Лечить на чужой земле приходилось много — и своих, и чужих. Война катилась дальше, бои шли, поток раненых не иссякал; а сверх того к Корневу несли и местных — подорвавшихся на минах, больных, истощённых, баб в родах, которым война разогнала всех врачей. И Корнев лечил всех, по своему неизменному правилу: своих — первыми, при равной тяжести; но и чужого, безоружного, истекающего — не бросал. И страх в освобождаемых сёлах отступал, сменялся изумлением: русские пришли — и не звери, а вон, доктор детей лечит, роды принимает, мин не велит трогать, показывает где немец напакостил. И это изумление было Корневу дороже иной военной победы, потому что в нём ковалась та правда о его народе, которую он, человек из будущего, особенно ценил: что пришли — людьми.

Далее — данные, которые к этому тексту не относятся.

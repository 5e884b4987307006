use std::fmt::Debug;

use futures::future::join_all;
use slotbook_infra::SlotbookContext;
use tracing::debug;

/// Subscriber is a side effect to a `UseCase`
///
/// It is going to act upon the response of the execution
/// of the `UseCase` if the execution was a success.
#[async_trait::async_trait]
pub trait Subscriber<U: UseCase>: Send + Sync {
    async fn notify(&self, e: &U::Response, ctx: &SlotbookContext);
}

#[async_trait::async_trait]
pub trait UseCase: Debug + Send {
    type Response: Debug + Send;
    type Error: Send;

    /// UseCase name identifier
    const NAME: &'static str;

    async fn execute(&mut self, ctx: &SlotbookContext) -> Result<Self::Response, Self::Error>;

    fn subscribers() -> Vec<Box<dyn Subscriber<Self>>> {
        Default::default()
    }
}

#[tracing::instrument(name = "UseCase executed", skip(usecase, ctx), fields(usecase = %U::NAME))]
pub async fn execute<U>(usecase: U, ctx: &SlotbookContext) -> Result<U::Response, U::Error>
where
    U: UseCase + Send,
    U::Error: Debug + Send,
{
    _execute(usecase, ctx).await
}

async fn _execute<U>(mut usecase: U, ctx: &SlotbookContext) -> Result<U::Response, U::Error>
where
    U: UseCase + Send,
    U::Error: Debug + Send,
{
    debug!("{:?}", usecase);
    let res = usecase.execute(ctx).await;

    match &res {
        Ok(res) => {
            let subscribers = U::subscribers();
            let mut subscriber_promises = Vec::with_capacity(subscribers.len());
            for subscriber in &subscribers {
                subscriber_promises.push(subscriber.notify(res, ctx));
            }
            join_all(subscriber_promises).await;
        }
        Err(e) => {
            // This is debug because the error is usually already logged deeper in the stack
            debug!("Error: {:?}", e);
        }
    }

    res
}
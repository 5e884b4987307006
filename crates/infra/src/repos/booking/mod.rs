mod inmemory;
mod postgres;

use chrono::{DateTime, Utc};
pub use inmemory::InMemoryBookingRepo;
pub use postgres::PostgresBookingRepo;
use slotbook_domain::{Booking, ID};
use thiserror::Error;

/// Writes to the booking ledger can be rejected by its uniqueness gates.
///
/// `SlotTaken` maps the partial unique index over `(host, start, end)` for
/// non-cancelled rows; `DuplicateIdempotencyKey` maps the unique index over
/// idempotency keys and means the caller lost a race against an identical
/// request, whose row should be returned instead.
#[derive(Debug, Error)]
pub enum BookingWriteError {
    #[error("Another non-cancelled booking already occupies this slot")]
    SlotTaken,
    #[error("A booking with this idempotency key already exists")]
    DuplicateIdempotencyKey,
    #[error(transparent)]
    Other(#[from] anyhow::Error),
}

#[async_trait::async_trait]
pub trait IBookingRepo: Send + Sync {
    /// Insert a new booking. The uniqueness gate over `(host, start, end)`
    /// restricted to non-cancelled rows is enforced here and is the source
    /// of truth for at-most-one concurrent booking per slot.
    async fn insert(&self, booking: &Booking) -> Result<(), BookingWriteError>;

    /// Persist changes to an existing booking. Start/end mutations pass the
    /// same uniqueness gate as inserts.
    async fn save(&self, booking: &Booking) -> Result<(), BookingWriteError>;

    async fn find(&self, booking_id: &ID) -> anyhow::Result<Option<Booking>>;
    async fn find_by_uid(&self, uid: &str) -> anyhow::Result<Option<Booking>>;
    async fn find_by_idempotency_key(&self, key: &str) -> anyhow::Result<Option<Booking>>;

    /// PENDING or CONFIRMED bookings of the host overlapping `[start, end)`
    async fn find_blocking_in_timespan(
        &self,
        host_id: &ID,
        start: DateTime<Utc>,
        end: DateTime<Utc>,
    ) -> anyhow::Result<Vec<Booking>>;
}

#[cfg(test)]
mod tests {
    use std::sync::Arc;

    use slotbook_domain::{BookingStatus, Guest};

    use super::*;

    fn ts(minutes: i64) -> DateTime<Utc> {
        DateTime::from_timestamp_millis(minutes * 60 * 1000).unwrap()
    }

    fn booking(host_id: &ID, start_min: i64, end_min: i64) -> Booking {
        Booking {
            id: Default::default(),
            uid: slotbook_utils::create_booking_uid(),
            host_id: host_id.clone(),
            event_type_id: Default::default(),
            start_time: ts(start_min),
            end_time: ts(end_min),
            guest: Guest {
                name: "Ada".into(),
                email: "ada@example.com".into(),
                phone: None,
                company: None,
                notes: None,
            },
            guest_timezone: chrono_tz::UTC,
            status: BookingStatus::Confirmed,
            idempotency_key: None,
            custom_responses: serde_json::Value::Null,
            external_event_ref: None,
            external_event_created: false,
            meeting_url: None,
            rescheduled_from_uid: None,
            cancelled_at: None,
            created: ts(0),
            updated: ts(0),
        }
    }

    #[tokio::test]
    async fn rejects_a_second_booking_for_the_same_slot() {
        let repo = InMemoryBookingRepo::new();
        let host_id = ID::default();

        repo.insert(&booking(&host_id, 0, 30)).await.unwrap();
        let res = repo.insert(&booking(&host_id, 0, 30)).await;
        assert!(matches!(res, Err(BookingWriteError::SlotTaken)));

        // other host, same slot, is fine
        repo.insert(&booking(&ID::default(), 0, 30)).await.unwrap();
    }

    #[tokio::test]
    async fn cancelled_rows_free_the_slot() {
        let repo = InMemoryBookingRepo::new();
        let host_id = ID::default();

        let mut first = booking(&host_id, 0, 30);
        repo.insert(&first).await.unwrap();

        first.status = BookingStatus::Cancelled;
        first.cancelled_at = Some(ts(1));
        repo.save(&first).await.unwrap();

        repo.insert(&booking(&host_id, 0, 30)).await.unwrap();
    }

    #[tokio::test]
    async fn duplicate_idempotency_keys_are_rejected() {
        let repo = InMemoryBookingRepo::new();
        let host_id = ID::default();

        let mut first = booking(&host_id, 0, 30);
        first.idempotency_key = Some("key-1".into());
        repo.insert(&first).await.unwrap();

        let mut second = booking(&host_id, 60, 90);
        second.idempotency_key = Some("key-1".into());
        let res = repo.insert(&second).await;
        assert!(matches!(res, Err(BookingWriteError::DuplicateIdempotencyKey)));

        let found = repo.find_by_idempotency_key("key-1").await.unwrap().unwrap();
        assert_eq!(found.id, first.id);
    }

    #[tokio::test]
    async fn finds_blocking_bookings_with_half_open_overlap() {
        let repo = InMemoryBookingRepo::new();
        let host_id = ID::default();

        repo.insert(&booking(&host_id, 0, 30)).await.unwrap();
        let mut cancelled = booking(&host_id, 60, 90);
        cancelled.status = BookingStatus::Cancelled;
        repo.insert(&cancelled).await.unwrap();

        // [30, 60) does not overlap [0, 30)
        let blocking = repo
            .find_blocking_in_timespan(&host_id, ts(30), ts(60))
            .await
            .unwrap();
        assert!(blocking.is_empty());

        // [29, 60) does
        let blocking = repo
            .find_blocking_in_timespan(&host_id, ts(29), ts(60))
            .await
            .unwrap();
        assert_eq!(blocking.len(), 1);

        // the cancelled row at [60, 90) never blocks
        let blocking = repo
            .find_blocking_in_timespan(&host_id, ts(60), ts(90))
            .await
            .unwrap();
        assert!(blocking.is_empty());
    }

    #[tokio::test]
    async fn save_guards_reschedules_against_taken_slots() {
        let repo = InMemoryBookingRepo::new();
        let host_id = ID::default();

        repo.insert(&booking(&host_id, 0, 30)).await.unwrap();
        let mut second = booking(&host_id, 60, 90);
        repo.insert(&second).await.unwrap();

        second.start_time = ts(0);
        second.end_time = ts(30);
        let res = repo.save(&second).await;
        assert!(matches!(res, Err(BookingWriteError::SlotTaken)));

        // saving a booking onto its own slot is not a conflict
        let unchanged = repo.find(&second.id).await.unwrap().unwrap();
        assert!(repo.save(&unchanged).await.is_ok());
    }

    #[tokio::test]
    async fn concurrent_inserts_for_the_same_slot_admit_exactly_one() {
        let repo = Arc::new(InMemoryBookingRepo::new());
        let host_id = ID::default();

        let mut tasks = Vec::new();
        for _ in 0..8 {
            let repo = repo.clone();
            let b = booking(&host_id, 0, 30);
            tasks.push(tokio::spawn(async move { repo.insert(&b).await }));
        }

        let mut admitted = 0;
        let mut rejected = 0;
        for task in tasks {
            match task.await.unwrap() {
                Ok(()) => admitted += 1,
                Err(BookingWriteError::SlotTaken) => rejected += 1,
                Err(e) => panic!("unexpected error: {:?}", e),
            }
        }
        assert_eq!(admitted, 1);
        assert_eq!(rejected, 7);

        let blocking = repo
            .find_blocking_in_timespan(&host_id, ts(0), ts(30))
            .await
            .unwrap();
        assert_eq!(blocking.len(), 1);
    }

    #[tokio::test]
    async fn finds_by_uid() {
        let repo = InMemoryBookingRepo::new();
        let b = booking(&ID::default(), 0, 30);
        repo.insert(&b).await.unwrap();

        assert!(repo.find_by_uid(&b.uid).await.unwrap().is_some());
        assert!(repo.find_by_uid("missing").await.unwrap().is_none());
    }
}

Пенициллина теперь было больше — то самое лекарство от заражения, которого Корнев ждал два года и которое в сорок третьем держал в руках как чудо, к сорок четвёртому пошло потоком, и смерть от сепсиса, прежде вернейшая, отступала на глазах. Корнев работал им щедро и учил с ним работать молодых, и тех, кого прежде хоронили на третий день от нагноения, теперь поднимал. Его наука — передовые пункты, сортировка, золотой час, переливание, пенициллин — давно стала не «методой военврача Корнева», а тем, как воевала вся военно-полевая медицина, и расходилась по фронтам спасёнными жизнями, которых не сосчитать. Он сеял три года. И всходы этого сева спасали уже без него, во всех концах огромного фронта.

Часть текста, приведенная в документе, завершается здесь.